‘King Lear’ by William Shakespeare
Minerva Theatre, Chichester
The first season with Daniel Evans and Rachel Tackley in charge of Chichester Festival Theatre is crowned with a memorable production of King Lear in the Minerva. Any doubts about staging yet again one of Shakespeare’s bleakest, bitterest and bloodiest plays are removed by Jonathan Munby’s exemplary direction and a fine ensemble cast, led by Sir Ian McKellen.
This production marks another return to Lear in the last few years. These include: Frank Langella’s superb performance at the Minerva in 2013, the somewhat disappointing National Theatre version with Simon Russell Beale in 2014, and Anthony Sher in Gregory Doran’s RSC production last year. In the current programme notes, written by the actors and production team, Sir Ian says that he welcomed the chance to play Lear again when he himself was a similar age to the character, in his eighties.

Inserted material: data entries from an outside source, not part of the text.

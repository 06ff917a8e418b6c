//! Resource monitor configuration

use crate::error::ConfigResult;
use crate::validation::Validatable;
use serde::{Deserialize, Serialize};
use std::time::Duration;

#[derive(Debug, Clone, Serialize, Deserialize)]
#[serde(default)]
pub struct MonitorConfig {
    /// Sample CPU and memory while a run is active
    #[serde(default = "crate::domains::utils::default_true")]
    pub enabled: bool,

    /// Interval between samples
    #[serde(with = "crate::domains::utils::serde_duration", default = "default_poll_interval")]
    pub poll_interval: Duration,
}

impl Default for MonitorConfig {
    fn default() -> Self {
        Self {
            enabled: true,
            poll_interval: default_poll_interval(),
        }
    }
}

impl Validatable for MonitorConfig {
    fn validate(&self) -> ConfigResult<()> {
        if self.enabled && self.poll_interval.is_zero() {
            return Err(self.validation_error("poll_interval must be greater than 0"));
        }
        Ok(())
    }

    fn domain_name(&self) -> &'static str {
        "monitor"
    }
}

fn default_poll_interval() -> Duration {
    Duration::from_secs(5)
}
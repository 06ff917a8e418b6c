//! Domain-driven configuration management for genbench
//!
//! Configuration is split by functional domain, each with its own defaults
//! and validation. Values come from an optional YAML file and are then
//! overridden by `GENBENCH_*` environment variables.

pub mod error;
pub mod loader;
pub mod validation;

// Domain-specific configuration modules
pub mod domains;

// Re-export main types
pub use error::{ConfigError, ConfigResult};
pub use loader::ConfigLoader;
pub use validation::Validatable;

// Re-export domain configurations
pub use domains::{
    benchmark::BenchmarkConfig,
    classifier::ClassifierConfig,
    execution::{ExecutionConfig, ToolCommand},
    logging::{LogFormat, LogLevel, LogRotation, LogTarget, LoggingConfig},
    monitor::MonitorConfig,
    report::ReportConfig,
    GenbenchConfig,
};

// Re-export utilities
pub use domains::utils::serde_duration;
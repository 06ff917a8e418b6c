//! Storage error types

use genbench_core::RunKey;
use std::path::PathBuf;
use thiserror::Error;

/// Result type for storage operations
pub type StorageResult<T> = std::result::Result<T, StorageError>;

/// Storage-related errors
#[derive(Debug, Error)]
pub enum StorageError {
    /// Another writer holds the run directory
    #[error("Run directory for {0} is already claimed by another writer")]
    AlreadyClaimed(RunKey),

    /// Write attempted with a claim for a different run
    #[error("Claim for {claimed} cannot write the record of {record}")]
    ClaimMismatch { claimed: RunKey, record: RunKey },

    /// Only one half of a record is on disk
    #[error("Incomplete record for {key}: {} is missing", .missing.display())]
    Incomplete { key: RunKey, missing: PathBuf },

    /// A record file exists but cannot be parsed
    #[error("Corrupt record file {}: {message}", .path.display())]
    Corrupt { path: PathBuf, message: String },

    /// I/O errors
    #[error("I/O error: {0}")]
    Io(#[from] std::io::Error),

    /// JSON serialization errors
    #[error("JSON error: {0}")]
    Json(#[from] serde_json::Error),

    /// Record halves disagree
    #[error(transparent)]
    Record(#[from] genbench_core::GenbenchError),
}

“I’m not the first actor who has wanted to return to this play, as if unfinished business. Perhaps it’s just that the closer you get to the king’s age, the more telling it becomes; for some, more a therapy than a job.” Sir Ian was a highly praised Lear directed by Trevor Nunn at the RSC 10 years ago, and this was turned into a TV film. Sir Ian also wanted to perform in the intimate surroundings of the Minerva.
King Lear embraces authority and chaos, misjudgement and madness, age and infirmity, betrayal and brutality, justice and injustice. At the end there is reconciliation but only when Cordelia lies dead in the arms of her father who is briefly finds humility and sense. But Britain is left in ruins, without government. At the end of the play Edgar speaks to our time, when untruth has become so significant in our world: ”The weight of this sad time we must obey; Speak what we feel, not what we ought to say.”
At first Lear is an unsympathetic character. A quick-tempered authoritarian, used to absolute power, he is removed from knowing or understanding himself, his children, his court or his circumstances. Haunted by his age and a fear of madness even in Act 1, Lear is fevered with his lack of self knowledge: “‘Tis the infirmity of is age; yet he hath ever but slenderly known himself.”
And he also has a sense of his own senility: “Oh! Let me not be mad, not mad, sweet heaven; Keep me in temper; I would not be mad.”
For a start, Lear was mad to believe that he could surrender his power to his daughters while keeping their love and support, and retaining his authority without responsibility; that he and everyone else would be happy with his retirement hunting and roistering with his 100 knights; and that power would not corrupt his children and turn them against him. “Does thou call me fool, boy?” He asks his Fool, who replies: “All thy other titles thou hast given away; that wast thou born with.”
Lear’s anguish is mirrored by that of his servant Gloucester, an adulterer who trusts his bastard son Edmund rather than his natural heir, Edgar. The engrossing action works well within the close confines of the Minerva, whether Lear is celebrating at table with his knights, or out on the bleak, cold, rain-lashed heath. We were warned before the play began that there would be two hours before the interval but the production did not drag for one moment and time passed swiftly. This is a tribute to the work of director Jonathan Munby. His production is far bigger than the sum of its parts and he brings great clarity to this complicated work.
Phil Daniels exemplifies this as a Fool who looks and performs like a cross between Eric Morecambe and Elvis Costello; he is both witty and wise, whereas sometimes the character seems crass and convoluted. Some of the playing is uneven, and that includes Sir Ian. Neither Goneril (Dervla Kirwan) nor Regan (Kirsty Bushell) completely convince as the evil sisters. Damien Molony does not seem devilish enough as Edmund. But Danny Webb makes a convincing Gloucester and Michael Matus earns his laughs as the servant Oswald.
While it is a surprise to find the Earl of Kent/Caius played by a woman, Sinéad Cusack brings great vitality to the part of a noble who is both loyal to the king and outspokenly blunt (especially when disguised as Caius after his/her expulsion from court). These minor criticisms should not detract from an extremely high-class exposition of King Lear, which runs at the Minerva until October 28.